Recently Go First airline has applied for insolvency proceedings. After which the sky has become clear for the country’s largest airline Interglobe Aviation i.e. Indigo Company. Expectations of increase in the share of domestic or international flights company have increased a lot. Along with this, the power to control the air fair with Indigo will also increase because the competition will be less. Ever since GoFirst announced going into insolvency proceedings, IndiGo’s shares have seen an increase of more than 7 per cent. Let us also tell you how indigo can grow.
Shares can see an increase of 17 percent
With strong fleet utilization rates and rapid growth of Indian Aviation, IndiGo expects revenue per available seat kilometer to grow by 15 per cent in FY24. According to experts, due to the grounding of airlines like Go First and the reduction in crude oil prices, there are expectations of further increase in RASK. A report by Motilal Oswal states that the company’s shares are expected to show positive sentiment in the next 9-12 months. The brokerage company estimates that a return of 17 per cent can be seen in the next 12 months. This means that the company’s shares can cross the level of Rs 2,500 per share from the current level.
Market share can increase like this
There is a day and night difference between the market share of Indigo and the rest of the airlines. At the domestic level, Indigo has a market share of 55 per cent. Tata Group’s Air India and Vistara come next with a share of 8.9 per cent and 8.7 per cent respectively. According to analysts, Indigo’s dominance will open the way for its profits. This will not only increase the margin of the company, but will also increase the market share of the company. According to the report of IIFL Securities, GoFirst has 8 percent share in domestic traffic and 5 percent share in international traffic. If it exits the market, then the industry level load factor and pricing environment can improve significantly.
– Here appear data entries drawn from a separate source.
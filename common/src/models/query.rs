//! SQL query models.

use std::collections::HashSet;
use std::time::Duration;

use serde::{Deserialize, Serialize};
use serde_json::{Map, Value};
use utoipa::ToSchema;

/// One result row keyed by column name.
pub type Row = Map<String, Value>;

/// Outcome of one query execution.
///
/// Every row holds exactly one entry per column; duplicate column names are
/// disambiguated when the result is built.
#[derive(Debug, Clone, PartialEq)]
pub struct QueryResult {
    columns: Vec<String>,
    rows: Vec<Row>,
    execution_time: Duration,
}

impl QueryResult {
    /// Builds a result from driver-reported column names and decoded rows.
    ///
    /// `rows` holds one value per column, in column order.
    pub fn from_values<I>(columns: I, rows: Vec<Vec<Value>>, execution_time: Duration) -> Self
    where
        I: IntoIterator,
        I::Item: AsRef<str>,
    {
        let columns = unique_column_names(columns);
        let rows = rows
            .into_iter()
            .map(|values| columns.iter().cloned().zip(values).collect::<Row>())
            .collect();
        Self {
            columns,
            rows,
            execution_time,
        }
    }

    /// Creates a result with no columns and no rows.
    pub fn empty(execution_time: Duration) -> Self {
        Self {
            columns: Vec::new(),
            rows: Vec::new(),
            execution_time,
        }
    }

    pub fn columns(&self) -> &[String] {
        &self.columns
    }

    pub fn rows(&self) -> &[Row] {
        &self.rows
    }

    pub fn row_count(&self) -> usize {
        self.rows.len()
    }

    pub fn execution_time(&self) -> Duration {
        self.execution_time
    }
}

/// Makes column names unique so every row map keeps one key per column.
///
/// The first occurrence keeps its name, later ones get `_1`, `_2`, ...
fn unique_column_names<I>(names: I) -> Vec<String>
where
    I: IntoIterator,
    I::Item: AsRef<str>,
{
    let names: Vec<String> = names.into_iter().map(|n| n.as_ref().to_string()).collect();
    let mut seen: HashSet<String> = HashSet::with_capacity(names.len());
    let mut unique = Vec::with_capacity(names.len());
    for name in names {
        let mut candidate = name.clone();
        let mut suffix = 1;
        while !seen.insert(candidate.clone()) {
            candidate = format!("{name}_{suffix}");
            suffix += 1;
        }
        unique.push(candidate);
    }
    unique
}

/// Query result for API responses.
#[derive(Debug, Serialize, Deserialize, ToSchema)]
pub struct QueryResultResponse {
    /// Column names in driver order.
    pub columns: Vec<String>,

    /// Rows keyed by column name.
    #[schema(value_type = Vec<Object>)]
    pub rows: Vec<Row>,

    /// Number of rows returned.
    pub row_count: usize,

    /// Query execution time in milliseconds.
    pub execution_time_ms: u64,
}

impl From<QueryResult> for QueryResultResponse {
    fn from(result: QueryResult) -> Self {
        Self {
            row_count: result.rows.len(),
            execution_time_ms: result.execution_time.as_millis() as u64,
            columns: result.columns,
            rows: result.rows,
        }
    }
}

#[cfg(test)]
mod tests {
    use super::*;
    use serde_json::json;

    #[test]
    fn test_rows_are_keyed_by_column() {
        let result = QueryResult::from_values(
            ["id", "name"],
            vec![vec![json!(1), json!("a")], vec![json!(2), json!(null)]],
            Duration::from_millis(3),
        );
        assert_eq!(result.columns(), ["id", "name"]);
        assert_eq!(result.row_count(), 2);
        assert_eq!(result.rows()[0]["id"], json!(1));
        assert_eq!(result.rows()[1]["name"], Value::Null);
    }

    #[test]
    fn test_duplicate_columns_keep_one_key_per_column() {
        let result = QueryResult::from_values(
            ["a", "a", "a_1"],
            vec![vec![json!(1), json!(2), json!(3)]],
            Duration::ZERO,
        );
        assert_eq!(result.columns(), ["a", "a_1", "a_1_1"]);
        for row in result.rows() {
            assert_eq!(row.len(), result.columns().len());
        }
    }

    #[test]
    fn test_response_conversion() {
        let result = QueryResult::from_values(
            ["?column?"],
            vec![vec![json!(1)]],
            Duration::from_millis(15),
        );
        let response = QueryResultResponse::from(result);
        assert_eq!(response.row_count, 1);
        assert_eq!(response.execution_time_ms, 15);
        assert_eq!(response.rows[0]["?column?"], json!(1));
    }
}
Indigo was once a Pratt & Whitney customer
While GoFirst was India’s third largest airline, the COVID-19 pandemic hit the company hard when Pratt & Whitney engine failures forced the airline to ground half of its fleet. The company voluntarily applied for insolvency seeking interim relief from NCLT.
Indigo was also once a Pratt & Whitney customer. But, when engine problems surfaced in 2016, IndiGo saved itself by tying up with another US-based engine maker, CFM. The airline claims that at present more than 300 of its aircraft fly daily. Apart from this, to meet the growing demand, IndiGo has ordered 500 more aircraft from Boeing and Airbus. At the same time, an order for 470 aircraft has also been placed by Air India.
better signs are visible
Brokerage houses are bullish on IndiGo, saying softening crude oil prices will help the airline improve its margins. The increase in domestic passenger traffic is also showing very good signs for the Indian aviation sector. April saw 15 per cent higher traffic of 4.3 lakh passengers per day as compared to FY23 average of 3.73 lakh. Overall, the reduction in crude oil prices, increase in air passenger and the fall of GoFirst, all these factors will help in maintaining Indigo’s number one status in India.